Exercise directions - Your response should give back each record exactly, word for word.

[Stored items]
use std::sync::Arc;

use indexmap::IndexMap;
use parking_lot::Mutex;
use tracing::debug;
use uuid::Uuid;

use crate::orchestrator::Orchestrator;

pub const DEFAULT_MAX_RUNS: usize = 32;

/// Live analysis runs addressed by run id. The oldest run is shut down and
/// dropped once `max_runs` is exceeded.
pub struct RunRegistry {
    runs: Mutex<IndexMap<Uuid, Arc<Orchestrator>>>,
    max_runs: usize,
}

impl Default for RunRegistry {
    fn default() -> Self {
        Self::new(DEFAULT_MAX_RUNS)
    }
}

impl RunRegistry {
    pub fn new(max_runs: usize) -> Self {
        Self {
            runs: Mutex::new(IndexMap::new()),
            max_runs: max_runs.max(1),
        }
    }

    pub fn insert(&self, run: Orchestrator) -> Arc<Orchestrator> {
        let run = Arc::new(run);
        let evicted: Vec<Arc<Orchestrator>> = {
            let mut runs = self.runs.lock();
            runs.insert(run.run_id(), Arc::clone(&run));
            let excess = runs.len().saturating_sub(self.max_runs);
            runs.drain(..excess).map(|(_, r)| r).collect()
        };
        for old in evicted {
            debug!(run_id = %old.run_id(), "Evicting analysis run");
            old.shutdown();
        }
        run
    }

    pub fn get(&self, id: Uuid) -> Option<Arc<Orchestrator>> {
        self.runs.lock().get(&id).cloned()
    }

    /// Removes and shuts down a run.
    pub fn remove(&self, id: Uuid) -> bool {
        let removed = self.runs.lock().shift_remove(&id);
        match removed {
            Some(run) => {
                run.shutdown();
                true
            }
            None => false,
        }
    }

    #[cfg(test)]
    fn len(&self) -> usize {
        self.runs.lock().len()
    }
}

Output of the exercise -
use std::sync::Arc;

use indexmap::IndexMap;
use parking_lot::Mutex;
use tracing::debug;
use uuid::Uuid;

use crate::orchestrator::Orchestrator;

pub const DEFAULT_MAX_RUNS: usize = 32;

/// Live analysis runs addressed by run id. The oldest run is shut down and
/// dropped once `max_runs` is exceeded.
pub struct RunRegistry {
    runs: Mutex<IndexMap<Uuid, Arc<Orchestrator>>>,
    max_runs: usize,
}

impl Default for RunRegistry {
    fn default() -> Self {
        Self::new(DEFAULT_MAX_RUNS)
    }
}

impl RunRegistry {
    pub fn new(max_runs: usize) -> Self {
        Self {
            runs: Mutex::new(IndexMap::new()),
            max_runs: max_runs.max(1),
        }
    }

    pub fn insert(&self, run: Orchestrator) -> Arc<Orchestrator> {
        let run = Arc::new(run);
        let evicted: Vec<Arc<Orchestrator>> = {
            let mut runs = self.runs.lock();
            runs.insert(run.run_id(), Arc::clone(&run));
            let excess = runs.len().saturating_sub(self.max_runs);
            runs.drain(..excess).map(|(_, r)| r).collect()
        };
        for old in evicted {
            debug!(run_id = %old.run_id(), "Evicting analysis run");
            old.shutdown();
        }
        run
    }

    pub fn get(&self, id: Uuid) -> Option<Arc<Orchestrator>> {
        self.runs.lock().get(&id).cloned()
    }

    /// Removes and shuts down a run.
    pub fn remove(&self, id: Uuid) -> bool {
        let removed = self.runs.lock().shift_remove(&id);
        match removed {
            Some(run) => {
                run.shutdown();
                true
            }
            None => false,
        }
    }

    #[cfg(test)]
    fn len(&self) -> usize {
        self.runs.lock().len()
    }
}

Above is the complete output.